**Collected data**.
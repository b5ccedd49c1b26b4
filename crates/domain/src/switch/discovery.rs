use crate::switch::Switch;
use serde::{Deserialize, Serialize};

/// MQTT discovery payload describing the switch entity to the automation hub.
///
/// Published retained on the config topic once per successful connection so
/// late subscribers receive it without re-publication.
#[derive(Debug, Clone, PartialEq, Eq, Serialize, Deserialize)]
pub struct DiscoveryConfig {
    pub object_id: String,
    pub unique_id: String,
    pub name: String,
    pub device_class: String,
    pub command_topic: String,
    pub state_topic: String,
}

impl DiscoveryConfig {
    pub fn for_switch(switch: &Switch) -> Self {
        Self {
            object_id: switch.device_id().to_string(),
            unique_id: switch.device_id().to_string(),
            name: switch.name().to_string(),
            device_class: "switch".to_string(),
            command_topic: switch.topics().command().to_string(),
            state_topic: switch.topics().state().to_string(),
        }
    }

    /// Serialize to the JSON body published on the config topic
    pub fn to_payload(&self) -> serde_json::Result<String> {
        serde_json::to_string(self)
    }
}
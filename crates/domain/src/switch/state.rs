use crate::error::{DomainError, Result};
use serde::{Deserialize, Serialize};

/// Two-valued switch state.
///
/// The backing file holds the decimal form (`0`/`1`); the bus carries the
/// wire form (`OFF`/`ON`). Only the integer `1` ever means [`SwitchState::On`];
/// every other parsed value is [`SwitchState::Off`].
#[derive(Debug, Clone, Copy, PartialEq, Eq, Serialize, Deserialize)]
pub enum SwitchState {
    Off,
    On,
}

impl SwitchState {
    /// Parse backing-file content.
    ///
    /// Numeric content other than `1` is a valid Off; non-numeric content is
    /// an error so the caller can log the degradation before falling back.
    pub fn parse(content: &str) -> Result<Self> {
        match content.trim().parse::<i64>() {
            Ok(1) => Ok(Self::On),
            Ok(_) => Ok(Self::Off),
            Err(_) => Err(DomainError::InvalidStateValue(format!(
                "not a number: {:?}",
                content.trim()
            ))),
        }
    }

    /// Map an inbound command payload. Anything other than the literal `ON`
    /// is Off - a deliberate permissive default, no rejection path exists.
    pub fn from_command_payload(payload: &str) -> Self {
        if payload == "ON" { Self::On } else { Self::Off }
    }

    /// Decimal form written to the backing file.
    pub fn file_form(&self) -> &'static str {
        match self {
            Self::Off => "0",
            Self::On => "1",
        }
    }

    /// Literal published on the state topic.
    pub fn wire_form(&self) -> &'static str {
        match self {
            Self::Off => "OFF",
            Self::On => "ON",
        }
    }
}

impl std::fmt::Display for SwitchState {
    fn fmt(&self, f: &mut std::fmt::Formatter<'_>) -> std::fmt::Result {
        write!(f, "{}", self.wire_form())
    }
}

#[cfg(test)]
mod tests {
    use super::*;

    #[test]
    fn test_parse_one_is_on() {
        assert_eq!(SwitchState::parse("1").unwrap(), SwitchState::On);
    }

    #[test]
    fn test_parse_zero_is_off() {
        assert_eq!(SwitchState::parse("0").unwrap(), SwitchState::Off);
    }

    #[test]
    fn test_parse_other_numbers_are_off() {
        assert_eq!(SwitchState::parse("2").unwrap(), SwitchState::Off);
        assert_eq!(SwitchState::parse("-1").unwrap(), SwitchState::Off);
        assert_eq!(SwitchState::parse("42").unwrap(), SwitchState::Off);
    }

    #[test]
    fn test_parse_tolerates_surrounding_whitespace() {
        assert_eq!(SwitchState::parse(" 1\n").unwrap(), SwitchState::On);
    }

    #[test]
    fn test_parse_non_numeric_is_error() {
        assert!(SwitchState::parse("on").is_err());
        assert!(SwitchState::parse("").is_err());
        assert!(SwitchState::parse("1.5").is_err());
    }

    #[test]
    fn test_command_payload_mapping() {
        assert_eq!(SwitchState::from_command_payload("ON"), SwitchState::On);
        assert_eq!(SwitchState::from_command_payload("OFF"), SwitchState::Off);
        // Permissive default: anything else is Off
        assert_eq!(SwitchState::from_command_payload("on"), SwitchState::Off);
        assert_eq!(SwitchState::from_command_payload("TOGGLE"), SwitchState::Off);
        assert_eq!(SwitchState::from_command_payload(""), SwitchState::Off);
    }

    #[test]
    fn test_file_and_wire_forms() {
        assert_eq!(SwitchState::On.file_form(), "1");
        assert_eq!(SwitchState::Off.file_form(), "0");
        assert_eq!(SwitchState::On.wire_form(), "ON");
        assert_eq!(SwitchState::Off.wire_form(), "OFF");
    }

    #[test]
    fn test_display_is_wire_form() {
        assert_eq!(format!("{}", SwitchState::On), "ON");
    }
}
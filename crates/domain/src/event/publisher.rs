use crate::DomainEvent;
use async_trait::async_trait;

/// Outbound seam for domain events.
///
/// Implementations are provided in the infrastructure layer.
#[cfg_attr(test, mockall::automock)]
#[async_trait]
pub trait EventPublisher: Send + Sync {
    async fn publish(
        &self,
        event: DomainEvent,
    ) -> Result<(), Box<dyn std::error::Error + Send + Sync>>;
}
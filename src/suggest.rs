//! "Did you mean" hints for misspelled keys and enum values.

/// Edit distance over Unicode scalar values.
pub fn levenshtein(a: &str, b: &str) -> usize {
    let b: Vec<char> = b.chars().collect();
    let mut prev: Vec<usize> = (0..=b.len()).collect();
    let mut cur = vec![0; b.len() + 1];
    for (i, ca) in a.chars().enumerate() {
        cur[0] = i + 1;
        for (j, cb) in b.iter().enumerate() {
            let cost = if ca == *cb { 0 } else { 1 };
            cur[j + 1] = (prev[j + 1] + 1).min(cur[j] + 1).min(prev[j] + cost);
        }
        std::mem::swap(&mut prev, &mut cur);
    }
    prev[b.len()]
}

/// Largest distance still treated as a typo of `word`.
fn threshold(word: &str) -> usize {
    (word.chars().count() / 3).clamp(1, 3)
}

/// Closest candidate within the typo threshold; exact matches are skipped
/// and ties go to the earliest candidate.
pub fn closest<'a, I>(target: &str, candidates: I) -> Option<&'a str>
where
    I: IntoIterator<Item = &'a str>,
{
    let limit = threshold(target);
    let mut best: Option<(&'a str, usize)> = None;
    for candidate in candidates {
        let d = levenshtein(target, candidate);
        if d == 0 || d > limit {
            continue;
        }
        if best.is_none_or(|(_, bd)| d < bd) {
            best = Some((candidate, d));
        }
    }
    best.map(|(c, _)| c)
}
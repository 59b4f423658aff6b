use serde::de::DeserializeOwned;

use crate::error::Error;

/// Deserialize with JSON-path context in error messages.
pub fn from_str_with_path<T: DeserializeOwned>(src: &str) -> Result<T, Error> {
    let de = &mut serde_json::Deserializer::from_str(src);
    serde_path_to_error::deserialize::<_, T>(de).map_err(into_error)
}

pub fn from_slice_with_path<T: DeserializeOwned>(bytes: &[u8]) -> Result<T, Error> {
    let de = &mut serde_json::Deserializer::from_slice(bytes);
    serde_path_to_error::deserialize::<_, T>(de).map_err(into_error)
}

fn into_error(err: serde_path_to_error::Error<serde_json::Error>) -> Error {
    let path = err.path().to_string();
    Error::Options { path, message: err.into_inner().to_string() }
}
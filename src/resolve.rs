//! Local `$ref` resolution.
//!
//! Only same-document pointers (`#`, `#/definitions/Port`) are supported.
//! Resolution walks object keys one at a time; a missing key or a non-object
//! intermediate yields `None`.
use std::borrow::Cow;

use thiserror::Error;

use crate::document::{Document, Map};

#[derive(Error, Debug, Clone, PartialEq, Eq)]
pub enum ResolveError {
    #[error("unresolved reference '{0}'")]
    Unresolved(String),
    #[error("reference depth limit ({limit}) exceeded while following '{reference}'")]
    DepthExceeded { reference: String, limit: usize },
}

pub fn resolve<'a>(root: &'a Document, pointer: &str) -> Option<&'a Document> {
    let rest = pointer.strip_prefix('#')?;
    if rest.is_empty() {
        return Some(root);
    }
    let rest = rest.strip_prefix('/')?;
    let mut node = root;
    for raw in rest.split('/') {
        let key = raw.replace("~1", "/").replace("~0", "~");
        node = node.as_object()?.get(&key)?;
    }
    Some(node)
}

pub fn ref_of(node: &Document) -> Option<&str> {
    node.get("$ref").and_then(Document::as_str)
}

/// Last pointer segment, used as a fallback label (`#/$defs/Circle` → `Circle`).
pub fn ref_name(reference: &str) -> Option<&str> {
    reference.rsplit('/').next().filter(|s| !s.is_empty() && *s != "#")
}

/// References followed from `node`, outermost first, stopping at a repeat,
/// an unresolved target or `max_hops`.
pub fn ref_chain<'a>(root: &'a Document, node: &'a Document, max_hops: usize) -> Vec<&'a str> {
    let mut chain: Vec<&'a str> = Vec::new();
    let mut current = node;
    while let Some(reference) = ref_of(current) {
        if chain.len() >= max_hops || chain.contains(&reference) {
            break;
        }
        chain.push(reference);
        let Some(target) = resolve(root, reference) else { break };
        current = target;
    }
    chain
}

/// View of `node` with its `$ref` chain followed.
///
/// Keywords written next to a `$ref` (notably `default`) are overlaid on the
/// resolved target, the outermost node winning, so `{"$ref": .., "default": x}`
/// still contributes `x`. Nodes without `$ref` are returned borrowed.
pub fn deref_schema<'a>(
    root: &'a Document,
    node: &'a Document,
    max_hops: usize,
) -> Result<Cow<'a, Document>, ResolveError> {
    let mut current: Cow<'a, Document> = Cow::Borrowed(node);
    let mut hops = 0;
    loop {
        let Some(reference) = ref_of(&current).map(str::to_string) else {
            return Ok(current);
        };
        hops += 1;
        if hops > max_hops {
            return Err(ResolveError::DepthExceeded { reference, limit: max_hops });
        }
        let target = resolve(root, &reference)
            .ok_or_else(|| ResolveError::Unresolved(reference.clone()))?;

        let siblings: Vec<(String, Document)> = current
            .as_object()
            .map(|m| {
                m.iter()
                    .filter(|(k, _)| k.as_str() != "$ref")
                    .map(|(k, v)| (k.clone(), v.clone()))
                    .collect()
            })
            .unwrap_or_default();

        current = if siblings.is_empty() {
            Cow::Borrowed(target)
        } else {
            let mut merged = match target {
                Document::Object(m) => m.clone(),
                _ => Map::new(),
            };
            for (k, v) in siblings {
                merged.insert(k, v);
            }
            Cow::Owned(Document::Object(merged))
        };
    }
}

#[cfg(test)]
mod tests {
    use super::*;
    use serde_json::json;

    fn schema() -> Document {
        Document::from(json!({
            "definitions": {
                "port": {"type": "integer", "minimum": 1},
                "a/b": {"type": "string"},
                "alias": {"$ref": "#/definitions/port"},
                "loop": {"$ref": "#/definitions/loop"}
            },
            "items": [{"type": "null"}]
        }))
    }

    #[test]
    fn resolves_local_pointers_only() {
        let root = schema();
        assert_eq!(
            resolve(&root, "#/definitions/port").and_then(|n| n.get("minimum")),
            Some(&Document::Int(1))
        );
        assert!(resolve(&root, "#/definitions/a~1b").is_some());
        assert_eq!(resolve(&root, "#"), Some(&root));
        assert!(resolve(&root, "#/definitions/missing").is_none());
        assert!(resolve(&root, "other.json#/definitions/port").is_none());
        // arrays are not walked
        assert!(resolve(&root, "#/items/0").is_none());
    }

    #[test]
    fn deref_overlays_sibling_keywords() {
        let root = schema();
        let node = Document::from(json!({"$ref": "#/definitions/alias", "default": 8080}));
        let view = deref_schema(&root, &node, 8).unwrap();
        assert_eq!(view.get("default"), Some(&Document::Int(8080)));
        assert_eq!(view.get("type"), Some(&Document::from("integer")));
        assert!(view.get("$ref").is_none());
    }

    #[test]
    fn deref_reports_cycles_and_misses() {
        let root = schema();
        let cyclic = Document::from(json!({"$ref": "#/definitions/loop"}));
        assert!(matches!(deref_schema(&root, &cyclic, 8), Err(ResolveError::DepthExceeded { .. })));
        let missing = Document::from(json!({"$ref": "#/nope"}));
        assert_eq!(
            deref_schema(&root, &missing, 8).unwrap_err(),
            ResolveError::Unresolved("#/nope".into())
        );
    }

    #[test]
    fn ref_chain_follows_aliases_and_stops_at_loops() {
        let root = schema();
        let alias = Document::from(json!({"$ref": "#/definitions/alias"}));
        assert_eq!(ref_chain(&root, &alias, 8), vec!["#/definitions/alias", "#/definitions/port"]);
        let cyclic = Document::from(json!({"$ref": "#/definitions/loop"}));
        assert_eq!(ref_chain(&root, &cyclic, 8), vec!["#/definitions/loop"]);
        assert!(ref_chain(&root, &Document::from(json!({"type": "string"})), 8).is_empty());
    }

    #[test]
    fn ref_names() {
        assert_eq!(ref_name("#/$defs/Circle"), Some("Circle"));
        assert_eq!(ref_name("#"), None);
    }
}
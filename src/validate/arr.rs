use crate::diagnostic::{Category, Diagnostic};
use crate::document::{canon, Document, Map};
use crate::path::Path;

use super::Validator;

/// Element schemas plus `minItems`/`maxItems`/`uniqueItems`.
///
/// Tuple form is either `items: [..]` with `additionalItems`, or
/// `prefixItems: [..]` with `items` covering the tail.
pub(super) fn check_array(v: &Validator, items: &[Document], schema: &Map, path: &Path, out: &mut Vec<Diagnostic>) {
    let n = items.len();

    let (tuple, tail) = match (schema.get("prefixItems"), schema.get("items")) {
        (Some(Document::Array(prefix)), rest) => (Some(prefix), rest),
        (_, Some(Document::Array(positional))) => (Some(positional), schema.get("additionalItems")),
        (_, single) => (None, single),
    };

    match tuple {
        Some(tuple) => {
            for (i, (item, sub)) in items.iter().zip(tuple).enumerate() {
                out.extend(v.check(item, sub, &path.index(i), 0));
            }
            if n > tuple.len() {
                match tail {
                    Some(Document::Bool(false)) => out.push(Diagnostic::error(path, Category::ArraySize, format!(
                        "array has {n} items but its tuple schema allows at most {}",
                        tuple.len(),
                    ))),
                    Some(sub @ Document::Object(_)) => {
                        for (i, item) in items.iter().enumerate().skip(tuple.len()) {
                            out.extend(v.check(item, sub, &path.index(i), 0));
                        }
                    }
                    _ => {}
                }
            }
        }
        None => {
            if let Some(sub) = tail {
                for (i, item) in items.iter().enumerate() {
                    out.extend(v.check(item, sub, &path.index(i), 0));
                }
            }
        }
    }

    let len = n as u64;
    if let Some(min) = schema.get("minItems").and_then(Document::as_u64) {
        if len < min {
            out.push(Diagnostic::error(path, Category::ArraySize, format!(
                "array has {n} items, fewer than the minimum of {min}"
            )));
        }
    }
    if let Some(max) = schema.get("maxItems").and_then(Document::as_u64) {
        if len > max {
            out.push(Diagnostic::error(path, Category::ArraySize, format!(
                "array has {n} items, more than the maximum of {max}"
            )));
        }
    }

    if schema.get("uniqueItems").and_then(Document::as_bool) == Some(true) {
        if let Some((a, b)) = canon::first_duplicate(items) {
            out.push(Diagnostic::error(path, Category::UniqueItems, format!(
                "items [{a}] and [{b}] are equal ({}); items must be unique",
                v.preview(&items[b]),
            )));
        }
    }
}
//! Schema validation and defaults population for configuration documents.
//!
//! ```ignore
//! let schema = Document::from_json_str(schema_src, "schema.json")?;
//! let config = Document::from_json_str(config_src, "config.json")?;
//! let (populated, report) = confcheck::check(&config, &schema, Some(config_src));
//! if !report.is_valid() {
//!     eprintln!("{report}");
//! }
//! ```
pub mod compose;
pub mod defaults;
pub mod diagnostic;
pub mod discriminator;
pub mod document;
pub mod error;
pub mod options;
pub mod path;
pub mod path_de;
pub mod resolve;
pub mod suggest;
pub mod validate;

pub use diagnostic::{Category, Diagnostic, Severity, ValidationResult};
pub use document::Document;
pub use error::{Error, Result};
pub use options::ValidatorOptions;
pub use path::Path;

use validate::Validator;

// ---- Context ---- //

/// Per-call inputs besides the document and schema.
#[derive(Debug, Clone, Default)]
pub struct ValidationContext<'a> {
    /// The document as the user wrote it, before defaults were applied.
    /// Failure reports render values from here.
    pub original: Option<&'a Document>,
    /// Raw text the document was parsed from, for line numbers.
    pub source: Option<&'a str>,
    pub options: ValidatorOptions,
}

impl<'a> ValidationContext<'a> {
    pub fn new() -> Self { Self::default() }
    pub fn with_original(mut self, original: &'a Document) -> Self {
        self.original = Some(original);
        self
    }
    pub fn with_source(mut self, source: &'a str) -> Self {
        self.source = Some(source);
        self
    }
    pub fn with_options(mut self, options: ValidatorOptions) -> Self {
        self.options = options;
        self
    }
}

// ---- Free functions ---- //

/// First error as `"<path or root>: <message>"`, or `None` when valid.
pub fn validate(data: &Document, schema: &Document) -> Option<String> {
    validate_all(data, schema, None).first_error().map(ToString::to_string)
}

pub fn validate_all(data: &Document, schema: &Document, source: Option<&str>) -> ValidationResult {
    let ctx = ValidationContext { source, ..Default::default() };
    validate_with(data, schema, &ctx)
}

pub fn validate_with(data: &Document, schema: &Document, ctx: &ValidationContext) -> ValidationResult {
    let diagnostics = Validator::new(schema, &ctx.options)
        .with_original(ctx.original)
        .validate(data);
    tracing::trace!(count = diagnostics.len(), "validation finished");
    let mut result = ValidationResult::new(diagnostics);
    if let Some(source) = ctx.source {
        result.annotate_lines(source);
    }
    result
}

pub fn set_defaults(data: &Document, schema: &Document) -> Document {
    defaults::apply_defaults(data, schema)
}

/// Populate defaults, then validate the result, rendering failures with the
/// values from `data`.
pub fn check(data: &Document, schema: &Document, source: Option<&str>) -> (Document, ValidationResult) {
    SchemaValidator::new(schema.clone()).check(data, source)
}

// ---- SchemaValidator ---- //

/// A schema with its options, reusable across documents and threads.
#[derive(Debug, Clone)]
pub struct SchemaValidator {
    schema: Document,
    options: ValidatorOptions,
}

impl SchemaValidator {
    pub fn new(schema: Document) -> Self {
        Self { schema, options: ValidatorOptions::default() }
    }

    pub fn with_options(schema: Document, options: ValidatorOptions) -> Self {
        Self { schema, options }
    }

    pub fn schema(&self) -> &Document { &self.schema }
    pub fn options(&self) -> &ValidatorOptions { &self.options }

    pub fn validate(&self, data: &Document) -> Option<String> {
        self.validate_all(data, None).first_error().map(ToString::to_string)
    }

    pub fn validate_all(&self, data: &Document, source: Option<&str>) -> ValidationResult {
        self.validate_with(data, source, None)
    }

    pub fn validate_with(&self, data: &Document, source: Option<&str>, original: Option<&Document>) -> ValidationResult {
        let ctx = ValidationContext { original, source, options: self.options.clone() };
        validate_with(data, &self.schema, &ctx)
    }

    pub fn set_defaults(&self, data: &Document) -> Document {
        defaults::apply_defaults_with(data, &self.schema, &self.options)
    }

    pub fn check(&self, data: &Document, source: Option<&str>) -> (Document, ValidationResult) {
        let populated = self.set_defaults(data);
        let result = self.validate_with(&populated, source, Some(data));
        (populated, result)
    }
}

#[cfg(test)]
mod tests {
    use super::*;
    use serde_json::json;

    fn doc(v: serde_json::Value) -> Document { Document::from(v) }

    #[test]
    fn schema_validator_is_shareable() {
        fn assert_send_sync<T: Send + Sync>() {}
        assert_send_sync::<SchemaValidator>();
    }

    #[test]
    fn missing_required_is_reported_once_at_its_key() {
        let schema = doc(json!({"type": "object", "required": ["k"]}));
        let result = validate_all(&doc(json!({"other": 1})), &schema, None);
        let missing: Vec<_> = result.errors().filter(|d| d.category == Category::MissingRequired).collect();
        assert_eq!(missing.len(), 1);
        assert_eq!(missing[0].path, "k");
        assert!(missing[0].message.contains("missing required"));
        assert!(!result.is_valid());
    }

    #[test]
    fn validate_returns_first_error_text() {
        let schema = doc(json!({"properties": {"port": {"type": "integer"}}}));
        assert_eq!(
            validate(&doc(json!({"port": "80"})), &schema).as_deref(),
            Some("port: expected type integer, got string \"80\"")
        );
        assert_eq!(validate(&doc(json!({"port": 80})), &schema), None);
    }

    #[test]
    fn typo_in_required_key_is_suggested() {
        let schema = doc(json!({"type": "object", "required": ["name", "age", "address"]}));
        let text = validate(&doc(json!({"name": "a", "age": 1, "addrss": "b"})), &schema).unwrap();
        assert!(text.contains("Did you mean 'address'?"), "{text}");
    }

    #[test]
    fn check_populates_then_validates() {
        let schema = doc(json!({
            "type": "object",
            "properties": {"port": {"type": "integer", "default": 8080}},
            "required": ["port"]
        }));
        let (populated, result) = check(&doc(json!({})), &schema, None);
        assert_eq!(populated, doc(json!({"port": 8080})));
        assert!(result.is_valid(), "{result}");
        assert_eq!(set_defaults(&doc(json!({"port": 100})), &schema), doc(json!({"port": 100})));
    }

    #[test]
    fn any_of_report_names_only_the_selected_shape() {
        let schema = doc(json!({
            "type": "object",
            "properties": {
                "shape": {
                    "anyOf": [
                        {
                            "title": "Circle",
                            "properties": {"type": {"const": "circle"}, "radius": {"type": "number"}, "color": {"default": "red"}},
                            "required": ["type", "radius"]
                        },
                        {
                            "title": "Rectangle",
                            "properties": {"type": {"const": "rectangle"}, "width": {"type": "number"}, "height": {"type": "number"}},
                            "required": ["type", "width", "height"]
                        }
                    ]
                }
            }
        }));
        let (_, result) = check(&doc(json!({"shape": {"type": "circle"}})), &schema, None);
        let errors: Vec<_> = result.errors().collect();
        assert_eq!(errors.len(), 1);
        assert_eq!(errors[0].category, Category::AnyOfMismatch);
        let text = errors[0].to_string();
        assert!(text.starts_with("shape: "), "{text}");
        assert!(text.contains("Circle") && text.contains("radius"), "{text}");
        assert!(!text.contains("Rectangle"), "{text}");
        // the populated `color` never reached the user's file
        assert!(text.ends_with("value: {\"type\":\"circle\"}"), "{text}");
    }

    #[test]
    fn line_numbers_come_from_source() {
        let source = "{\n  \"name\": \"svc\",\n  \"port\": \"80\"\n}\n";
        let data = Document::from_json_str(source, "inline").unwrap();
        let schema = doc(json!({"properties": {"port": {"type": "integer"}}}));
        let result = validate_all(&data, &schema, Some(source));
        assert_eq!(result.first_error().and_then(|d| d.line), Some(3));
        assert!(result.format().contains("[line 3] port: expected type integer"));
    }

    #[test]
    fn options_flow_through_context() {
        let schema = doc(json!({"type": "integer"}));
        let strict = ValidatorOptions { integral_floats_are_integers: false, ..Default::default() };
        let ctx = ValidationContext::new().with_options(strict);
        assert!(!validate_with(&doc(json!(2.0)), &schema, &ctx).is_valid());
        assert!(validate_all(&doc(json!(2.0)), &schema, None).is_valid());
    }
}
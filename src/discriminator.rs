//! Discriminator heuristic for `anyOf`/`oneOf`.
//!
//! A discriminator is a property whose value picks one alternative out of
//! many, e.g. `type: "circle"` vs `type: "rectangle"`. It is inferred from
//! the alternatives themselves: a property with a `const` (or a short `enum`)
//! that is either required or has one of the conventional tag names.
//!
//! Used to narrow failure reports and to dispatch defaults; never affects
//! whether a document is valid.
use std::collections::HashMap;

use crate::document::{Document, Map};
use crate::resolve;

pub const CANONICAL_NAMES: [&str; 3] = ["type", "kind", "variant"];

/// Larger enums are treated as open value sets rather than tags.
pub const MAX_ENUM_VALUES: usize = 8;

#[derive(Debug, Clone, PartialEq)]
pub struct Discriminator {
    property: String,
    /// Per alternative, the tag values it accepts; `None` if it does not
    /// declare the property.
    values: Vec<Option<Vec<Document>>>,
}

impl Discriminator {
    pub fn property(&self) -> &str { &self.property }

    /// Index of the single alternative tagged with the data's value.
    pub fn select(&self, data: &Document) -> Option<usize> {
        let tag = data.get(&self.property)?;
        let mut hits = self.values.iter()
            .enumerate()
            .filter(|(_, values)| values.as_ref().is_some_and(|vs| vs.contains(tag)))
            .map(|(i, _)| i);
        match (hits.next(), hits.next()) {
            (Some(i), None) => Some(i),
            _ => None,
        }
    }
}

/// Infer the discriminator shared by at least half of `alternatives`.
pub fn find(root: &Document, alternatives: &[Document], max_hops: usize) -> Option<Discriminator> {
    if alternatives.is_empty() {
        return None;
    }
    let tagged: Vec<HashMap<String, Vec<Document>>> = alternatives.iter()
        .map(|alt| tags_of(root, alt, max_hops))
        .collect();

    let mut counts: HashMap<&str, usize> = HashMap::new();
    for tags in &tagged {
        for name in tags.keys() {
            *counts.entry(name.as_str()).or_default() += 1;
        }
    }
    let mut ranked: Vec<(&str, usize)> = counts.into_iter().collect();
    ranked.sort_by(|(a, ca), (b, cb)| {
        cb.cmp(ca)
            .then_with(|| canonical_rank(a).cmp(&canonical_rank(b)))
            .then_with(|| a.cmp(b))
    });
    let (property, _) = ranked.into_iter()
        .filter(|(_, count)| count * 2 >= alternatives.len())
        .find(|(name, _)| separates(&tagged, name))?;

    let property = property.to_string();
    let values = tagged.iter().map(|tags| tags.get(&property).cloned()).collect();
    Some(Discriminator { property, values })
}

/// Whether the alternatives declaring `name` don't all accept the same tags.
/// A constant shared by every alternative (`apiVersion: "v1"`) selects none.
fn separates(tagged: &[HashMap<String, Vec<Document>>], name: &str) -> bool {
    let declared: Vec<&Vec<Document>> = tagged.iter().filter_map(|tags| tags.get(name)).collect();
    declared.len() < tagged.len() || declared.windows(2).any(|pair| pair[0] != pair[1])
}

fn canonical_rank(name: &str) -> usize {
    CANONICAL_NAMES.iter().position(|c| *c == name).unwrap_or(CANONICAL_NAMES.len())
}

/// Tag-like properties of one alternative, looking through `$ref` and `allOf`.
fn tags_of(root: &Document, alternative: &Document, max_hops: usize) -> HashMap<String, Vec<Document>> {
    let mut properties: Vec<(String, Document)> = Vec::new();
    let mut required: Vec<String> = Vec::new();
    collect(root, alternative, max_hops, 0, &mut properties, &mut required);

    let mut tags = HashMap::new();
    for (name, sub) in properties {
        let Ok(view) = resolve::deref_schema(root, &sub, max_hops) else { continue };
        let Some(values) = view.as_object().and_then(tag_values) else { continue };
        if required.contains(&name) || CANONICAL_NAMES.contains(&name.as_str()) {
            tags.entry(name).or_insert(values);
        }
    }
    tags
}

fn collect(
    root: &Document,
    node: &Document,
    max_hops: usize,
    depth: usize,
    properties: &mut Vec<(String, Document)>,
    required: &mut Vec<String>,
) {
    if depth > max_hops {
        return;
    }
    let Ok(view) = resolve::deref_schema(root, node, max_hops) else { return };
    let Some(schema) = view.as_object() else { return };
    if let Some(props) = schema.get("properties").and_then(Document::as_object) {
        properties.extend(props.iter().map(|(k, v)| (k.clone(), v.clone())));
    }
    if let Some(Document::Array(names)) = schema.get("required") {
        required.extend(names.iter().filter_map(Document::as_str).map(str::to_string));
    }
    if let Some(Document::Array(branches)) = schema.get("allOf") {
        for branch in branches {
            collect(root, branch, max_hops, depth + 1, properties, required);
        }
    }
}

fn tag_values(schema: &Map) -> Option<Vec<Document>> {
    if let Some(value) = schema.get("const") {
        return Some(vec![value.clone()]);
    }
    match schema.get("enum") {
        Some(Document::Array(values)) if !values.is_empty() && values.len() <= MAX_ENUM_VALUES => {
            Some(values.clone())
        }
        _ => None,
    }
}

**TASK DESCRIPTION**. When the word "prefixItems" shows up in a line of the entries, report that line.

**FINAL ANSWER**.
/// `prefixItems: [..]` with `items` covering the tail.
    let (tuple, tail) = match (schema.get("prefixItems"), schema.get("items")) {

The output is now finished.